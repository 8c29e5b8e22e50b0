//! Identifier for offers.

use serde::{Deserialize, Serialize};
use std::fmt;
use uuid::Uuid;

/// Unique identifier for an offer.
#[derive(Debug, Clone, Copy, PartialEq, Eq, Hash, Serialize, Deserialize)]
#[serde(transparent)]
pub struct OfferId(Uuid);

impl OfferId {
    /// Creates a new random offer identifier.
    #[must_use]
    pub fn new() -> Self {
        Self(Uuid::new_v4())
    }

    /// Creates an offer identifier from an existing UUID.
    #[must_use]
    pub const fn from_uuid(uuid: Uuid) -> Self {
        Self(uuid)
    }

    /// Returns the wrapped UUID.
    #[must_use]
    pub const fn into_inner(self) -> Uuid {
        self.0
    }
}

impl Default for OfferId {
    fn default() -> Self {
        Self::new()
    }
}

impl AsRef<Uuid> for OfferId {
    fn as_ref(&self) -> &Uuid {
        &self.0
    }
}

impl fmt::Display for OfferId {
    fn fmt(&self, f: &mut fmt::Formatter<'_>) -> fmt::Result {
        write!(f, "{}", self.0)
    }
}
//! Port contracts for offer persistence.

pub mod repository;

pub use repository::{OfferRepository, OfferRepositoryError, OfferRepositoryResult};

==

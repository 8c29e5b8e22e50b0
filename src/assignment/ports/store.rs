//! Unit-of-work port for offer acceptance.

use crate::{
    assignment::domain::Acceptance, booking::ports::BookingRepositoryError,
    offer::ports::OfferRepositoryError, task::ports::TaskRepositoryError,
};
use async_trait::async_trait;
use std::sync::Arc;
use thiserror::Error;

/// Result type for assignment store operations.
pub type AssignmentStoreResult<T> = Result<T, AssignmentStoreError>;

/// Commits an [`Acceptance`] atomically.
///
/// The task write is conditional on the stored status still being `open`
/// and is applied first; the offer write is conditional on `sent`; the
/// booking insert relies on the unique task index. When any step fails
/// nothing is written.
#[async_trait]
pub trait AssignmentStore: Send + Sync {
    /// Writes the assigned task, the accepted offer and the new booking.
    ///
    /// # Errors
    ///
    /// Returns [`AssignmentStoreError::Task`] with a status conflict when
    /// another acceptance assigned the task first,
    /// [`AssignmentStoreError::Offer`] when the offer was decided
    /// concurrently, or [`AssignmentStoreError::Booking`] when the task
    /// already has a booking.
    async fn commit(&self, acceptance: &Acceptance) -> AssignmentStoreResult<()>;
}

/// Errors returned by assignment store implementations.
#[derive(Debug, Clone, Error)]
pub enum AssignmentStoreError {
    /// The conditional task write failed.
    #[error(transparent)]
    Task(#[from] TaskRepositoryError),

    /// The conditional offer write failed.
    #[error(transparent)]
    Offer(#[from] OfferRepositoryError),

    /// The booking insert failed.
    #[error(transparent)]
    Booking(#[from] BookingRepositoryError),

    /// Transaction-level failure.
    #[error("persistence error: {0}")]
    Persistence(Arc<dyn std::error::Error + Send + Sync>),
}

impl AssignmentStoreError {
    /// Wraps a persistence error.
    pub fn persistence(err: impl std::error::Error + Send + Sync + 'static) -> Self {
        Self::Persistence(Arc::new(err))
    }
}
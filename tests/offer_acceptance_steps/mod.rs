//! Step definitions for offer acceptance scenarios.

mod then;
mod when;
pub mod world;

* * *

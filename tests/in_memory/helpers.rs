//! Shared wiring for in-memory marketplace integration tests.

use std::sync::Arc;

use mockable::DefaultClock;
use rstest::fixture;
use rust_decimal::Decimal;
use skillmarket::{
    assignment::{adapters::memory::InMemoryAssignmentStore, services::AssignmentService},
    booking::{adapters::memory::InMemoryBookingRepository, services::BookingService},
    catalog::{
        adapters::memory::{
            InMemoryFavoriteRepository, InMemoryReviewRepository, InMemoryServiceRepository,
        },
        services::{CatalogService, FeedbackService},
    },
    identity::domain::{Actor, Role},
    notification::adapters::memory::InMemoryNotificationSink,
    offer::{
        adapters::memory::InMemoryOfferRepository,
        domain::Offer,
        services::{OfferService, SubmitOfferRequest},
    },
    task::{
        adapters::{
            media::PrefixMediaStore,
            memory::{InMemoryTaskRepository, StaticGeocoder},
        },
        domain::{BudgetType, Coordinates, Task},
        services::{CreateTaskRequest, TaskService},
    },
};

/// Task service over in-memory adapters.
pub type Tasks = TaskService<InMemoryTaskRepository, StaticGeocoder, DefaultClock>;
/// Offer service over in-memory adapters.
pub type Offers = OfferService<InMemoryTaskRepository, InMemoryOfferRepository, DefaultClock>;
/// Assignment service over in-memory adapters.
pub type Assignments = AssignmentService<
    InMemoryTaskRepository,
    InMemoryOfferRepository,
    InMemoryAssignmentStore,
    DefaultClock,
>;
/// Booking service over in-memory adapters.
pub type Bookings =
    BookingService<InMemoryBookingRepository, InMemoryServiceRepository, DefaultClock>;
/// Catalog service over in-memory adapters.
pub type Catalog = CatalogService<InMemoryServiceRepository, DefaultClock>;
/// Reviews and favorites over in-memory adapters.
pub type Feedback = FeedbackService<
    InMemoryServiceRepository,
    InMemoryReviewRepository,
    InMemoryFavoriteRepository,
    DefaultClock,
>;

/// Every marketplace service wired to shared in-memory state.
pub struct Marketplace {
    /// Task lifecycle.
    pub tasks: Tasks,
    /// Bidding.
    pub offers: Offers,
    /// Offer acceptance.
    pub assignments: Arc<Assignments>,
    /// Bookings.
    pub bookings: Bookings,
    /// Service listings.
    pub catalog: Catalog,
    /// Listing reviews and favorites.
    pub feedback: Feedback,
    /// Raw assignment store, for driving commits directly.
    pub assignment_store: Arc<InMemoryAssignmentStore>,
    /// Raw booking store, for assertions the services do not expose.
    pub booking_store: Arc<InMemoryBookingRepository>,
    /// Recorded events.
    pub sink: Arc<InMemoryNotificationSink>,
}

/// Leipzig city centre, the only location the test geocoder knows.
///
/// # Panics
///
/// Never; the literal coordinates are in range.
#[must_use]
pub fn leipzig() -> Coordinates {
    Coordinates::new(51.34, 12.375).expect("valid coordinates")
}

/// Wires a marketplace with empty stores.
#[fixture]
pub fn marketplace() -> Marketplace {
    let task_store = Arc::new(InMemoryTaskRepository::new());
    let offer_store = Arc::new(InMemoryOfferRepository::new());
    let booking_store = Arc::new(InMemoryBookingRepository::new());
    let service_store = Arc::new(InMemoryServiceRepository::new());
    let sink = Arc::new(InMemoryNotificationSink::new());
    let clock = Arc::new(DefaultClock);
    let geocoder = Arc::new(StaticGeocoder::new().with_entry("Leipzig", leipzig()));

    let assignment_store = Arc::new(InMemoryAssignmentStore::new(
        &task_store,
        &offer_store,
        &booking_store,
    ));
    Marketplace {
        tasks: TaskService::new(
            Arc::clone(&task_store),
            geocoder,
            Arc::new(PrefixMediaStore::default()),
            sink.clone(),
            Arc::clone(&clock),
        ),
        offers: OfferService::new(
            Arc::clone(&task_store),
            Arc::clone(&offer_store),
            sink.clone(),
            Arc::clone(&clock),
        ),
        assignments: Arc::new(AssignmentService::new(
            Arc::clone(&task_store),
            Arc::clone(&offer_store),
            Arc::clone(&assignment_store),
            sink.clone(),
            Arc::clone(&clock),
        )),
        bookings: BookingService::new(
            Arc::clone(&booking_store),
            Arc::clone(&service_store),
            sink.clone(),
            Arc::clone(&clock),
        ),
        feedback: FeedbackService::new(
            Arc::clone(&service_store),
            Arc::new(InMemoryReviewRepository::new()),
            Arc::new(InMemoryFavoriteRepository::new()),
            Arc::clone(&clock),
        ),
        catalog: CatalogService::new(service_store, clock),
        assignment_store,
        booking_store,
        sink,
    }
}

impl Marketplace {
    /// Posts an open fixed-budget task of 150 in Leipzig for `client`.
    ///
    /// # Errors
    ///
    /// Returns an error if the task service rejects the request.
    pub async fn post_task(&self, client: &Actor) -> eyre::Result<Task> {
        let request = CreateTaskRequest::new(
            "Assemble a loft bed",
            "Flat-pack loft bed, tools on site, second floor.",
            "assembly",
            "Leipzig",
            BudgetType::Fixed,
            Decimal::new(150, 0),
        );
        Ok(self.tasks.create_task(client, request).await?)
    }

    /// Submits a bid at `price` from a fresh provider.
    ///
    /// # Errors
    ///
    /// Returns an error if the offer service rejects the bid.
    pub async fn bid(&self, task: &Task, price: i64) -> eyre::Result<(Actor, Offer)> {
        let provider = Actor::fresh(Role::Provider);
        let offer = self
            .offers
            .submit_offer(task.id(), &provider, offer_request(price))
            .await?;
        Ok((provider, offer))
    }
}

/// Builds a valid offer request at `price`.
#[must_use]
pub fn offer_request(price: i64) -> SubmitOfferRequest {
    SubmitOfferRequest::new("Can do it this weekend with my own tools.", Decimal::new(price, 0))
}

Try it: Which lines of the records hold the string "BudgetType"? Copy each one.

Response to the exercise:
        domain::{BudgetType, Coordinates, Task},
            BudgetType::Fixed,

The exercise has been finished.